I didn’t look away. I extended my arm and stood on my toes. I slung a leg over the bridge. I reached out, trying to touch the screen, which now was just a few feet away and hanging from the ceiling. I stretched myself and saw the individual white nylon fibers. I stretched myself and touched the colossal on-screen image of the 1. The lights came on, showing everything, the bridge beneath my feet, and the countersunk screws holding all of this together, the formed wooden joists above my head. Right there, beyond the reach of my hand, on the very outer edge of the ceiling, where the ceiling abutted the wall, and not so far from a small Saturn’s wobbly faux rings, was the neatly scripted signature:
Harold Lowell, 1965
. One of the painters had signed his name. Then the screen slowly lifted until every seat below sneaked into view. And then I could see the rest of the ceiling, and every faded body of light, every last crack in the plaster, the scratches, bruises, and pockmarks that inevitably come with age.

 

 

 

 

I walked along the sidewalk sipping yet another coffee, wanting to share with someone the strange dreamy feeling I was having. I got her voice mail and didn’t leave a message.
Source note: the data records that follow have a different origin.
use std::sync::Arc;

use cloud_log_facade::{log_info, log_warning, logger};
use cloud_log_facade::{EnvironmentMode, Fields, LogConfig, LogEventKind};

fn main() {
    let config = Arc::new(
        LogConfig::builder()
            .mode(EnvironmentMode::Local)
            .build()
            .expect("local config"),
    );
    let log = logger!(config);

    log.info("starting service");
    log_info!(log, "loaded {} courses", 12);
    log_warning!(log, "cache is cold");

    let mut details = Fields::new();
    details.insert("courseId".into(), "CS101".into());
    log.event(LogEventKind::custom("COURSE_CREATED"), "course created", details);

    log.severe("simulated failure on the error channel");
}
//! Call-site identification.
//!
//! There is no stack walking here. A location is captured where the log
//! call is written, either through `#[track_caller]` on the [`Logger`]
//! methods or through the [`here!`](crate::here) macro used by the
//! `log_*!` macros.
//!
//! [`Logger`]: crate::logger::Logger

use std::borrow::Cow;
use std::fmt;
use std::panic::Location;

/// Source position of a single log call.
///
/// `type_name` is the originating type or module path (or the source file
/// when only that is known), `method_name` the enclosing function when it
/// could be determined. A missing location is
/// modelled as `Option<SourceLocation>::None` by callers.
#[derive(Debug, Clone, PartialEq, Eq)]
pub struct SourceLocation {
    pub type_name: Cow<'static, str>,
    pub method_name: Option<Cow<'static, str>>,
    pub line: u32,
}

const MARKER_FN: &str = "::__here";
const CLOSURE_SEGMENT: &str = "::{{closure}}";

impl SourceLocation {
    pub fn new(
        type_name: impl Into<Cow<'static, str>>,
        method_name: impl Into<Cow<'static, str>>,
        line: u32,
    ) -> Self {
        Self {
            type_name: type_name.into(),
            method_name: Some(method_name.into()),
            line,
        }
    }

    /// Location without a known function name.
    pub fn without_method(type_name: impl Into<Cow<'static, str>>, line: u32) -> Self {
        Self {
            type_name: type_name.into(),
            method_name: None,
            line,
        }
    }

    /// Location of whoever called the `#[track_caller]` function this is
    /// invoked from, identified by its source file and line.
    ///
    /// The function name is not recoverable from [`std::panic::Location`];
    /// use [`here!`](crate::here) where it is needed.
    #[track_caller]
    pub fn caller() -> Self {
        let location = Location::caller();
        Self::without_method(location.file(), location.line())
    }

    /// Build a location from the `std::any::type_name` of a marker function
    /// declared inside the calling function. Used by [`here!`](crate::here).
    ///
    /// `item_path` looks like `app::handlers::Session::close::__here`,
    /// possibly with `{{closure}}` segments for closures and async blocks.
    /// Falls back to `module` with no method when the path has no
    /// enclosing function.
    #[doc(hidden)]
    pub fn from_item_path(item_path: &'static str, module: &'static str, line: u32) -> Self {
        let mut path = item_path.strip_suffix(MARKER_FN).unwrap_or(item_path);
        while let Some(stripped) = path.strip_suffix(CLOSURE_SEGMENT) {
            path = stripped;
        }

        match path.rsplit_once("::") {
            Some((owner, function)) if !owner.is_empty() && !function.is_empty() => {
                Self::new(owner, function, line)
            }
            _ => Self::without_method(module, line),
        }
    }
}

impl fmt::Display for SourceLocation {
    /// `type:method:line`, or `type:line` when the method is unknown.
    fn fmt(&self, f: &mut fmt::Formatter<'_>) -> fmt::Result {
        match &self.method_name {
            Some(method) => write!(f, "{}:{}:{}", self.type_name, method, self.line),
            None => write!(f, "{}:{}", self.type_name, self.line),
        }
    }
}

/// Capture the [`SourceLocation`] of the place this macro is expanded in:
/// the enclosing type or module, the enclosing function, and the line.
#[macro_export]
macro_rules! here {
    () => {{
        fn __here() {}
        fn __item_path<T>(_: T) -> &'static str {
            ::std::any::type_name::<T>()
        }
        $crate::location::SourceLocation::from_item_path(
            __item_path(__here),
            ::std::module_path!(),
            ::std::line!(),
        )
    }};
}
use std::time::Instant;

/// Header set by the cloud load balancer, formatted as
/// `TRACE_ID/SPAN_ID;o=OPTIONS`.
pub const CLOUD_TRACE_CONTEXT_HEADER: &str = "X-Cloud-Trace-Context";

/// Read-only view of the trace correlation data of the current unit of
/// work (usually one HTTP request).
///
/// Every accessor returns `None` when no request is active. Implementations
/// must be safe to share across threads; request-scoped values are passed
/// down explicitly through [`Logger::with_trace`](crate::logger::Logger::with_trace)
/// rather than stored in process-global state.
pub trait TraceContextReader: Send + Sync {
    fn trace_id(&self) -> Option<&str>;

    fn span_id(&self) -> Option<&str>;

    /// Milliseconds since the unit of work started.
    fn elapsed_millis(&self) -> Option<u64>;
}

/// Trace data for one request.
///
/// The default value carries nothing and leaves log entries uncorrelated.
#[derive(Debug, Clone, Default)]
pub struct TraceContext {
    trace_id: Option<String>,
    span_id: Option<String>,
    started_at: Option<Instant>,
}

impl TraceContext {
    /// Start timing a request with the given identifiers.
    pub fn start(trace_id: Option<String>, span_id: Option<String>) -> Self {
        Self {
            trace_id: trace_id.filter(|id| !id.is_empty()),
            span_id: span_id.filter(|id| !id.is_empty()),
            started_at: Some(Instant::now()),
        }
    }

    /// Start timing a request whose identifiers come from the
    /// [`CLOUD_TRACE_CONTEXT_HEADER`] value, if the request carried one.
    ///
    /// A malformed or empty header yields an uncorrelated (but still timed)
    /// context.
    pub fn from_cloud_trace_header(header: Option<&str>) -> Self {
        let (trace_id, span_id) = header.map(parse_cloud_trace_header).unwrap_or_default();
        Self::start(trace_id, span_id)
    }
}

fn parse_cloud_trace_header(value: &str) -> (Option<String>, Option<String>) {
    let value = value.trim();
    let (trace, rest) = match value.split_once('/') {
        Some((trace, rest)) => (trace, Some(rest)),
        None => (value.split(';').next().unwrap_or_default(), None),
    };
    let span = rest
        .and_then(|rest| rest.split(';').next())
        .filter(|span| !span.is_empty());

    (
        Some(trace.to_string()).filter(|t| !t.is_empty()),
        span.map(str::to_string),
    )
}

impl TraceContextReader for TraceContext {
    fn trace_id(&self) -> Option<&str> {
        self.trace_id.as_deref()
    }

    fn span_id(&self) -> Option<&str> {
        self.span_id.as_deref()
    }

    fn elapsed_millis(&self) -> Option<u64> {
        self.started_at
            .map(|start| u64::try_from(start.elapsed().as_millis()).unwrap_or(u64::MAX))
    }
}
/// Error returned when building a [`LogConfig`](crate::config::LogConfig).
#[derive(thiserror::Error, Debug, PartialEq, Eq)]
pub enum ConfigError {
    #[error("unknown environment mode {0:?}, expected `local` or `cloud`")]
    InvalidEnvironment(String),

    #[error("an application id is required in cloud mode")]
    MissingAppId,

    #[error("invalid boolean {value:?} for {key}")]
    InvalidFlag { key: &'static str, value: String },
}

/// Error returned when installing the global `tracing` subscriber.
#[derive(thiserror::Error, Debug)]
pub enum InitError {
    #[error("invalid log filter directive: {0}")]
    Filter(#[from] tracing_subscriber::filter::ParseError),

    #[error("a global tracing subscriber is already installed")]
    AlreadyInstalled(#[from] tracing::subscriber::SetGlobalDefaultError),
}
I walked for a long time through the neighborhoods, past the apartment buildings and the two-family walk-ups, the brick houses so close beside each other, a border space of six thin inches between, the pigeon shit in dry white drips staining the ribbed aluminum drainpipes. Past the cell-phone shops and the Laundromats, the overcrowded railroad apartments one flight up and overhead, and Stinking Lizaveta’s Famous Best Russian Emporium. I walked by a large gated mosque, aqua-blue minaret and dome shining, and I remembered there was a Russian Orthodox church just a few blocks away.

As I walked by the church, the doors slowly opened and out came a mass of people, some laughing and cheering down the stairs. It was a wedding. I stopped and watched them for a while. The white flowers adorning the railing and the long limousine parked at the curb. Bells were ringing, and the bride and groom wore red ornate crowns on their heads and they were both quite serious and also just short of cracking up. The older ones were stoic and congratulatory and appropriately delighted, and the younger ones in dress shirts with no ties or jackets, collars open at the neck, carousing and acting so healthy and happy, so outwardly and openly, that the whole street came alive with new life. The trees tossed pale green and yellow flowers from their arms and the light breeze made my hair move. I walked on past the Irish bars and the Italian delis until I found myself under the elevated N train.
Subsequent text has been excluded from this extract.